Friday, 15 July 2016

BALANCING THE PICTURE

It’s that time of year again when the latest statistics on alcohol and health are published and the usual attempts are made, by the usual suspects, to misinterpret them to keep the moral panic on alcohol going. The figure that made the newspaper headlines were of the “More than a million alcohol-related hospital admissions in 2015” variety. This particular statistic – it is 1.09 million to be precise – is actually the number of hospital admissions in England where the patient being admitted had a medical condition that was or might be related to alcohol, regardless of whether the diagnosis that led to admission was alcohol-related or not.

This 1.1 million figure (which, with little variation is quoted every year) is the most hotly contested alcohol statistic ever produced! It is actually a measure of the prevalence of alcohol-related medical conditions of all people admitted to hospital in a given year, regardless of whether the reason they were admitted in the first place was alcohol-related. The purpose of collecting alcohol disease statistics on all in-patients was to give the NHS a means of planning resources; to understand what alcohol-related illnesses might be coming down the pipeline, it was never intended to be represented as being a “count” of the number of hospital admissions related to alcohol, and to quote it as such, as much of the media and politicians consistently do, is a gross misrepresentation.

The truth about hospital admissions, where the primary or secondary diagnosis leading to admission is an alcohol-related condition, or has an alcohol-related external cause, is buried in the official HSCIC figures and is as follows:

2013/14 
 2014/15  
DIFFERENCE
Narrow Measure*:
152,120        
144,270  
-7,850
Broad measure**: 
 322,030   
319,090 
-2,940
* Narrow Measure: alcohol-related admissions where the primary diagnosis was for a condition wholly or partly attributable to alcohol.   
** Broad measure: alcohol-related admissions where the primary or secondary diagnosis was wholly or partly attributable to alcohol. 

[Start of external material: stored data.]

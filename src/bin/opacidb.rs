use clap::{Parser, Subcommand};
use opacidb::lens::utils::OutputFormat;
use opacidb::OpacidbConfig;
use tracing::Level;

mod commands;

use commands::continuum::ContinuumArgs;
use commands::create::CreateArgs;
use commands::info::InfoArgs;
use commands::molecular::MolecularArgs;
use commands::species::SpeciesCommandArgs;
use commands::transfer::{ExportArgs, ImportArgs};

#[derive(Parser)]
#[clap(author, version, about, long_about = None)]
#[clap(propagate_version = true)]
struct Cli {
    /// configuration file path, by default $HOME/.opacidb/opacidb.toml is used
    #[clap(short, long)]
    config: Option<String>,

    /// Print debug information
    #[clap(long, global = true)]
    debug: bool,

    /// Output format: table, markdown, json, json-pretty, json-line, psv
    #[clap(long, short = 'F', global = true, default_value = "table")]
    format: OutputFormat,

    #[clap(subcommand)]
    command: Commands,
}

#[derive(Subcommand)]
enum Commands {
    /// Create a database filled with placeholder opacities
    Create(CreateArgs),

    /// Show the header and content summary of an opacity file
    Info(InfoArgs),

    /// Query continuum opacities (keyed by molecule and temperature)
    Continuum(ContinuumArgs),

    /// Query molecular opacities (keyed by molecule and grid point)
    Molecular(MolecularArgs),

    /// Resolve the continuum sources and absorbers an atmosphere needs
    Species(SpeciesCommandArgs),

    /// Write the relational database out as a hierarchical JSON document
    Export(ExportArgs),

    /// Rebuild the relational database from a hierarchical JSON document
    Import(ImportArgs),

    /// Show configuration and opacity file status
    Config(commands::config::ConfigArgs),
}

fn main() {
    let cli = Cli::parse();

    if cli.debug {
        tracing_subscriber::fmt()
            // filter spans/events with level INFO or higher.
            .with_max_level(Level::INFO)
            .init();
    }

    let config = match OpacidbConfig::new(&cli.config) {
        Ok(c) => c,
        Err(e) => {
            eprintln!("ERROR: unable to load configuration: {}", e);
            std::process::exit(1);
        }
    };

    let format = cli.format;
    match cli.command {
        Commands::Create(args) => commands::create::run(&config, args),
        Commands::Info(args) => commands::info::run(&config, args, format),
        Commands::Continuum(args) => commands::continuum::run(&config, args, format),
        Commands::Molecular(args) => commands::molecular::run(&config, args, format),
        Commands::Species(args) => commands::species::run(&config, args, format),
        Commands::Export(args) => commands::transfer::run_export(&config, args),
        Commands::Import(args) => commands::transfer::run_import(&config, args),
        Commands::Config(args) => commands::config::run(&config, args, format),
    }
}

It’s important to recognise that the numbers in the table above represent the number of alcohol-related hospital admission episodes, not the number of people admitted to hospital because of alcohol. Which brings me to ‘frequent flyers’. We know from Parliamentary answers that 54% of those admitted had been admitted two or three times in the year; and that 26% had been admitted four or more times. So how many people generated these alcohol-related hospital admissions? Let’s take the 2014/15 figures as an illustration:
Using the ‘broad measure’ we can see that there were 319,090 alcohol-related admissions in England in 2014/15, where the primary or secondary diagnosis was for an illness wholly or partly attributable to alcohol, or where there was an alcohol-related ‘external cause’ – such as an injury received during a drunken fight. If 54% of these admissions were of people admitted two or three times, then that equates to 86,154 people. If 26% of them were of people admitted four or five times then that equates to 20,740 people. Which leaves 63,819 people who were admitted only once. Add the three numbers up and it turns out that these 319,090 hospital admission episodes were generated by 170,713 people.
There are 1,880 hospitals in England which have an A&E department and where people can be admitted for overnight stays. Clearly alcohol-related hospital admissions will not be distributed evenly between them, but if we divide 319,090 admissions by 1,880 hospitals that is an average of around 170 admissions per hospital, per year – just over three a week – and these admissions are generated by just 90 people per hospital, per year or 1.7 people per hospital, per week.
How often do we read or hear it said that the burden of alcohol-related admissions will “bankrupt the NHS”? And yet the NHS as a whole deals with over a million patients every 36 hours! It is utterly disingenuous for the media and politicians to spout scaremongering statistics that grossly exaggerate the impact of alcohol on the NHS. For the health lobby this kind of statistical shenanigans is so ingrained that I doubt they even know they are doing it anymore.